[Task objective]:
Your answer should be one number: the count of lines in the data below that include "error".

[Records for processing]:
"""

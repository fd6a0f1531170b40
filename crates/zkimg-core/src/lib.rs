//! # zkimg-core — Transformation Model
//!
//! Foundational types for proving image provenance:
//!
//! - [`PixelMatrix`]: decoded image data, the private half of every witness.
//! - [`Transformation`]: the disclosed edit (crop, resize, grayscale) with
//!   validation against a source shape and a reference implementation.
//! - [`arith`]: the integer numeric contract the circuits enforce. Resize
//!   and grayscale round with provable remainder terms instead of floating
//!   point.
//! - [`CircuitParams`] / [`CircuitKey`]: the concrete shape a circuit is
//!   compiled for and its cache identity.
//! - [`ContentDigest`]: SHA-256 pins for artifacts.
//! - [`Deadline`]: cancellation bound carried by compile and prove calls.
//!
//! This crate has no async or I/O dependencies; everything above it
//! (commitments, proving, chaining) builds on these types.

pub mod arith;
pub mod deadline;
pub mod digest;
pub mod error;
pub mod image;
pub mod params;
pub mod transform;

pub use deadline::Deadline;
pub use digest::{ContentDigest, Sha256Accumulator};
pub use error::InputError;
pub use image::{ColorSpace, Dimensions, PixelMatrix, Rect};
pub use params::{CircuitKey, CircuitParams};
pub use transform::{TransformKind, Transformation};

"""

[Exercise result]:
2